- [WHAT YOU ARE ASKED TO DO]: Here are the records. Write out exactly the lines between the one holding "pub fn debit(&mut" and the one holding "accumulate it into", inclusive.

Stored items
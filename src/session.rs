//! Session state and bookkeeping
//!
//! All balance/bet/counter mutation funnels through these operations; nothing
//! else in the crate writes the fields directly. Balance is checked before
//! every debit, so it can never go negative.

use serde::{Deserialize, Serialize};
use thiserror::Error;

use crate::config::BetLadder;

/// Recoverable action failures
#[derive(Debug, Clone, PartialEq, Error)]
pub enum SlotError {
    /// Manual spin or feature purchase attempted without cover
    #[error("insufficient funds: balance {balance:.2} < required {required:.2}")]
    InsufficientFunds { balance: f64, required: f64 },
    /// A spin or bonus round is already in progress; callers treat this as a no-op
    #[error("action conflicts with a spin or bonus round in progress")]
    ActionInProgress,
}

/// Mutable account and round-tracking state for one play session
#[derive(Debug, Clone, Serialize, Deserialize)]
pub struct SessionState {
    balance: f64,
    bet: f64,
    ladder: BetLadder,
    /// Monotonic; advances on every resolved spin
    spin_count: u64,
    /// Win accumulated since the last manual spin started
    session_win: f64,
    free_spins_remaining: u32,
    in_free_spins: bool,
    free_spin_total_win: f64,
}

impl SessionState {
    /// New session; the starting bet is snapped onto the ladder
    pub fn new(starting_balance: f64, starting_bet: f64, ladder: BetLadder) -> Self {
        let bet = ladder.snap(starting_bet);
        Self {
            balance: starting_balance.max(0.0),
            bet,
            ladder,
            spin_count: 0,
            session_win: 0.0,
            free_spins_remaining: 0,
            in_free_spins: false,
            free_spin_total_win: 0.0,
        }
    }

    pub fn balance(&self) -> f64 {
        self.balance
    }

    pub fn bet(&self) -> f64 {
        self.bet
    }

    pub fn spin_count(&self) -> u64 {
        self.spin_count
    }

    pub fn session_win(&self) -> f64 {
        self.session_win
    }

    pub fn free_spins_remaining(&self) -> u32 {
        self.free_spins_remaining
    }

    pub fn in_free_spins(&self) -> bool {
        self.in_free_spins
    }

    pub fn free_spin_total_win(&self) -> f64 {
        self.free_spin_total_win
    }

    /// Can the session cover `amount`?
    pub fn can_afford(&self, amount: f64) -> bool {
        self.balance >= amount
    }

    /// Remove funds; refused rather than driving the balance negative
    pub fn debit(&mut self, amount: f64) -> Result<(), SlotError> {
        if self.balance < amount {
            return Err(SlotError::InsufficientFunds {
                balance: self.balance,
                required: amount,
            });
        }
        self.balance -= amount;
        Ok(())
    }

    /// Credit a spin's total win in one atomic update and accumulate it into
    /// the session (and, during the bonus round, the free-spin) totals
    pub fn credit_win(&mut self, amount: f64) {
        self.balance += amount;
        self.session_win += amount;
        if self.in_free_spins {
            self.free_spin_total_win += amount;
        }
    }

    /// Advance the monotonic spin counter, returning the new value
    pub fn advance_spin_counter(&mut self) -> u64 {
        self.spin_count += 1;
        self.spin_count
    }

    /// A new manual spin starts: the session win resets
    pub fn reset_session_win(&mut self) {
        self.session_win = 0.0;
    }

    /// Set the bet, snapping off-ladder values to the nearest valid step
    pub fn set_bet(&mut self, requested: f64) -> f64 {
        self.bet = self.ladder.snap(requested);
        self.bet
    }

    /// Step the bet up (+1) or down (-1) the flat ladder; clamped at the ends
    pub fn step_bet(&mut self, direction: i32) -> f64 {
        let steps = self.ladder.flat_steps();
        let idx = match self.ladder.index_of(self.bet) {
            Some(idx) => idx as i64,
            // Off-ladder (config change): snap first
            None => {
                self.bet = self.ladder.snap(self.bet);
                self.ladder.index_of(self.bet).unwrap_or(0) as i64
            }
        };
        let next = idx + direction.signum() as i64;
        if next >= 0 && (next as usize) < steps.len() {
            self.bet = steps[next as usize];
        }
        self.bet
    }

    /// Replace the bet ladder (config import); the current bet re-snaps so it
    /// is always a member of the active ladder
    pub fn set_ladder(&mut self, ladder: BetLadder) {
        self.ladder = ladder;
        self.bet = self.ladder.snap(self.bet);
    }

    /// Grant free spins (initial trigger, re-trigger, or purchase top-up)
    pub fn add_free_spins(&mut self, count: u32) {
        self.free_spins_remaining += count;
    }

    /// Replace the free-spin counter (buy feature sets, it does not add)
    pub fn set_free_spins(&mut self, count: u32) {
        self.free_spins_remaining = count;
    }

    /// Enter the bonus round: mode flag on, bonus total reset
    pub fn enter_free_spins(&mut self) {
        self.in_free_spins = true;
        self.free_spin_total_win = 0.0;
    }

    /// Consume one remaining free spin; false when none are left
    pub fn consume_free_spin(&mut self) -> bool {
        if self.free_spins_remaining == 0 {
            return false;
        }
        self.free_spins_remaining -= 1;
        true
    }

    /// Leave the bonus round
    pub fn exit_free_spins(&mut self) {
        self.in_free_spins = false;
    }
}

/// Aggregate statistics for a running session
#[derive(Debug, Clone, Default, Serialize, Deserialize)]
pub struct SessionStats {
    pub total_spins: u64,
    pub total_bet: f64,
    pub total_win: f64,
    pub wins: u64,
    pub losses: u64,
    pub features_triggered: u64,
    pub nudged_spins: u64,
    pub max_win_ratio: f64,
}

impl SessionStats {
    /// Return-to-player percentage
    pub fn rtp(&self) -> f64 {
        if self.total_bet > 0.0 {
            (self.total_win / self.total_bet) * 100.0
        } else {
            0.0
        }
    }

    /// Percentage of spins that won anything
    pub fn hit_rate(&self) -> f64 {
        if self.total_spins > 0 {
            (self.wins as f64 / self.total_spins as f64) * 100.0
        } else {
            0.0
        }
    }
}

#[cfg(test)]
mod tests {
    use super::*;

    fn session() -> SessionState {
        SessionState::new(100.0, 1.0, BetLadder::default())
    }

    #[test]
    fn test_debit_refused_below_balance() {
        let mut s = session();
        assert_eq!(
            s.debit(200.0),
            Err(SlotError::InsufficientFunds {
                balance: 100.0,
                required: 200.0
            })
        );
        assert_eq!(s.balance(), 100.0);

        s.debit(100.0).unwrap();
        assert_eq!(s.balance(), 0.0);
        assert!(s.debit(0.01).is_err());
    }

    #[test]
    fn test_credit_accumulates_session_and_bonus_totals() {
        let mut s = session();
        s.credit_win(5.0);
        assert_eq!(s.session_win(), 5.0);
        assert_eq!(s.free_spin_total_win(), 0.0);

        s.enter_free_spins();
        s.credit_win(2.0);
        assert_eq!(s.free_spin_total_win(), 2.0);
        assert_eq!(s.session_win(), 7.0);
        assert_eq!(s.balance(), 107.0);
    }

    #[test]
    fn test_bet_snaps_to_ladder() {
        let mut s = session();
        assert_eq!(s.set_bet(11.0), 10.0);
        assert_eq!(s.set_bet(2.5), 2.5);
        assert_eq!(s.set_bet(-3.0), 1.0);
    }

    #[test]
    fn test_step_bet_clamped() {
        let mut s = session();
        assert_eq!(s.step_bet(-1), 1.0); // Already at the bottom
        assert_eq!(s.step_bet(1), 1.5);
        assert_eq!(s.step_bet(1), 2.0);
        assert_eq!(s.step_bet(-1), 1.5);

        s.set_bet(100.0);
        assert_eq!(s.step_bet(1), 100.0); // Top of the ladder
    }

    #[test]
    fn test_ladder_swap_resnaps_bet() {
        let mut s = session();
        s.set_bet(10.0);

        s.set_ladder(BetLadder {
            presets: vec![2.0, 13.0],
            steps: vec![vec![2.0], vec![13.0]],
        });
        assert_eq!(s.bet(), 13.0);
        assert_eq!(s.set_bet(15.0), 13.0);
    }

    #[test]
    fn test_free_spin_counters() {
        let mut s = session();
        assert!(!s.consume_free_spin());

        s.add_free_spins(5);
        s.enter_free_spins();
        assert!(s.in_free_spins());

        assert!(s.consume_free_spin());
        assert_eq!(s.free_spins_remaining(), 4);
        s.add_free_spins(15); // Re-trigger mid-round
        assert_eq!(s.free_spins_remaining(), 19);

        s.exit_free_spins();
        assert!(!s.in_free_spins());
    }

    #[test]
    fn test_stats_rtp_and_hit_rate() {
        let stats = SessionStats {
            total_spins: 100,
            total_bet: 100.0,
            total_win: 95.0,
            wins: 20,
            ..Default::default()
        };
        assert_eq!(stats.rtp(), 95.0);
        assert_eq!(stats.hit_rate(), 20.0);
    }
}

- [ANSWER AREA]:
    pub fn debit(&mut self, amount: f64) -> Result<(), SlotError> {
        if self.balance < amount {
            return Err(SlotError::InsufficientFunds {
                balance: self.balance,
                required: amount,
            });
        }
        self.balance -= amount;
        Ok(())
    }

    /// Credit a spin's total win in one atomic update and accumulate it into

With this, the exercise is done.